───── Listed records ─────

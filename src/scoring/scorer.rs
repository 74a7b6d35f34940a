//! Rule-based priority scoring.
//!
//! Base score 5.0 plus fixed weights for each independent rule that fires,
//! capped at 10.0. Summary and recommended action come from the band of
//! the capped score.

use regex::Regex;
use serde::{Deserialize, Serialize};
use tracing::debug;

use crate::error::ScoringError;
use crate::scoring::band::PriorityBand;
use crate::signal::model::{Signal, truncate_chars};

pub const BASE_SCORE: f64 = 5.0;
pub const MAX_SCORE: f64 = 10.0;

/// Score used when a scorer faults.
pub const FALLBACK_SCORE: f64 = 5.0;

const DEFAULT_REASONING: &str = "Standard priority based on content analysis";
const SUMMARY_SUBJECT_CHARS: usize = 100;

/// Scorer output.
#[derive(Debug, Clone, PartialEq, Serialize, Deserialize)]
pub struct ScoreOutcome {
    pub score: f64,
    pub summary: String,
    pub reasoning: String,
    pub recommended_action: String,
}

impl ScoreOutcome {
    /// Neutral outcome substituted when scoring fails.
    pub fn fallback() -> Self {
        Self {
            score: FALLBACK_SCORE,
            summary: "Analysis failed".into(),
            reasoning: "Priority analysis failed".into(),
            recommended_action: "Manual review required".into(),
        }
    }

    pub fn band(&self) -> PriorityBand {
        PriorityBand::from_score(self.score)
    }
}

/// Maps a signal to a score, summary, reasoning and action.
///
/// Implementations are synchronous and free of I/O; the engine runs them on
/// the blocking pool and absorbs any error or panic.
pub trait PriorityScorer: Send + Sync {
    fn name(&self) -> &str;

    fn score(&self, signal: &Signal) -> Result<ScoreOutcome, ScoringError>;
}

// ── Rules ───────────────────────────────────────────────────────────

/// What makes a rule fire.
#[derive(Debug, Clone)]
pub enum RuleTrigger {
    /// Case-insensitive substring match on subject or description.
    Keywords(Regex),
    /// Numeric metadata value strictly greater than the threshold.
    MetadataAbove { key: &'static str, threshold: f64 },
    /// `escalation_level == "executive"` or an executive sender.
    ExecutiveEscalation,
}

/// How a fired rule describes itself in the reasoning.
#[derive(Debug, Clone)]
pub enum RuleReason {
    Fixed(&'static str),
    /// "High revenue impact: ${value}/hour"
    RevenuePerHour,
    /// "{value} users affected"
    UsersAffected,
}

/// One additive scoring rule.
#[derive(Debug, Clone)]
pub struct ScoringRule {
    pub name: &'static str,
    pub trigger: RuleTrigger,
    pub weight: f64,
    pub reason: RuleReason,
}

fn keywords(words: &[&str]) -> Regex {
    let alternation = words
        .iter()
        .map(|w| regex::escape(w))
        .collect::<Vec<_>>()
        .join("|");
    Regex::new(&format!("(?i)({alternation})")).expect("keyword regex is valid")
}

/// Executive senders: "ceo" or "cto" anywhere in the sender.
fn executive_sender() -> Regex {
    Regex::new(r"(?i)(ceo|cto)").expect("sender regex is valid")
}

fn format_number(value: f64) -> String {
    if value.fract() == 0.0 && value.abs() < 1e15 {
        format!("{}", value as i64)
    } else {
        format!("{value}")
    }
}

/// Deterministic rule table scorer.
pub struct RuleScorer {
    rules: Vec<ScoringRule>,
    executive_sender: Regex,
}

impl RuleScorer {
    /// The standard operations rule table, applied in this order.
    pub fn default_rules() -> Self {
        let rules = vec![
            ScoringRule {
                name: "critical_keywords",
                trigger: RuleTrigger::Keywords(keywords(&[
                    "emergency",
                    "critical",
                    "down",
                    "outage",
                    "crash",
                    "failed",
                ])),
                weight: 4.0,
                reason: RuleReason::Fixed("Critical system issue detected"),
            },
            ScoringRule {
                name: "urgent_keywords",
                trigger: RuleTrigger::Keywords(keywords(&["urgent", "asap", "immediate", "escalation"])),
                weight: 3.0,
                reason: RuleReason::Fixed("Urgent action required"),
            },
            ScoringRule {
                name: "negative_sentiment",
                trigger: RuleTrigger::Keywords(keywords(&[
                    "angry",
                    "unacceptable",
                    "disappointed",
                    "terrible",
                    "awful",
                    "frustrated",
                ])),
                weight: 2.0,
                reason: RuleReason::Fixed("Negative customer sentiment"),
            },
            ScoringRule {
                name: "revenue_impact",
                trigger: RuleTrigger::MetadataAbove {
                    key: "revenue_loss_per_hour",
                    threshold: 5000.0,
                },
                weight: 2.0,
                reason: RuleReason::RevenuePerHour,
            },
            ScoringRule {
                name: "executive_escalation",
                trigger: RuleTrigger::ExecutiveEscalation,
                weight: 1.0,
                reason: RuleReason::Fixed("Executive escalation"),
            },
            ScoringRule {
                name: "wide_impact",
                trigger: RuleTrigger::MetadataAbove {
                    key: "affected_users",
                    threshold: 100.0,
                },
                weight: 1.0,
                reason: RuleReason::UsersAffected,
            },
            ScoringRule {
                name: "repeat_complaint",
                trigger: RuleTrigger::MetadataAbove {
                    key: "complaint_count",
                    threshold: 2.0,
                },
                weight: 1.0,
                reason: RuleReason::Fixed("Repeat complaint"),
            },
        ];

        Self {
            rules,
            executive_sender: executive_sender(),
        }
    }

    /// Scorer with no rules: every signal gets the base score.
    pub fn empty() -> Self {
        Self {
            rules: Vec::new(),
            executive_sender: executive_sender(),
        }
    }

    pub fn with_rule(mut self, rule: ScoringRule) -> Self {
        self.rules.push(rule);
        self
    }

    pub fn rules(&self) -> &[ScoringRule] {
        &self.rules
    }

    fn fires(&self, rule: &ScoringRule, signal: &Signal) -> bool {
        match &rule.trigger {
            RuleTrigger::Keywords(re) => re.is_match(&signal.subject) || re.is_match(&signal.description),
            RuleTrigger::MetadataAbove { key, threshold } => signal
                .metadata
                .number(key)
                .is_some_and(|v| v > *threshold),
            RuleTrigger::ExecutiveEscalation => {
                signal.metadata.text("escalation_level") == Some("executive")
                    || self.executive_sender.is_match(&signal.sender)
            }
        }
    }

    fn describe(rule: &ScoringRule, signal: &Signal) -> String {
        match &rule.reason {
            RuleReason::Fixed(text) => (*text).to_string(),
            RuleReason::RevenuePerHour => format!(
                "High revenue impact: ${}/hour",
                format_number(signal.metadata.number("revenue_loss_per_hour").unwrap_or(0.0))
            ),
            RuleReason::UsersAffected => format!(
                "{} users affected",
                format_number(signal.metadata.number("affected_users").unwrap_or(0.0))
            ),
        }
    }

    /// Infallible scoring; [`PriorityScorer::score`] wraps this.
    pub fn evaluate(&self, signal: &Signal) -> ScoreOutcome {
        let mut score = BASE_SCORE;
        let mut reasons = Vec::new();

        for rule in &self.rules {
            if self.fires(rule, signal) {
                score += rule.weight;
                reasons.push(Self::describe(rule, signal));
                debug!(signal_id = %signal.id, rule = rule.name, weight = rule.weight, "Scoring rule fired");
            }
        }

        let score = score.min(MAX_SCORE);
        let band = PriorityBand::from_score(score);
        let subject = truncate_chars(&signal.subject.to_lowercase(), SUMMARY_SUBJECT_CHARS);

        let reasoning = if reasons.is_empty() {
            DEFAULT_REASONING.to_string()
        } else {
            reasons.join(" | ")
        };

        ScoreOutcome {
            score,
            summary: format!("{}: {subject}", band.label()),
            reasoning,
            recommended_action: band.recommended_action().to_string(),
        }
    }
}

impl Default for RuleScorer {
    fn default() -> Self {
        Self::default_rules()
    }
}

impl PriorityScorer for RuleScorer {
    fn name(&self) -> &str {
        "rules"
    }

    fn score(&self, signal: &Signal) -> Result<ScoreOutcome, ScoringError> {
        Ok(self.evaluate(signal))
    }
}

─────

Required action -> The reply should hold only the lines from the top of the records through the line that has "use regex::Regex;", each one exact.

Answer area ->
filename src/scoring/scorer.rs
repository 74a7b6d35f34940a
//! Rule-based priority scoring.
//!
//! Base score 5.0 plus fixed weights for each independent rule that fires,
//! capped at 10.0. Summary and recommended action come from the band of
//! the capped score.

use regex::Regex;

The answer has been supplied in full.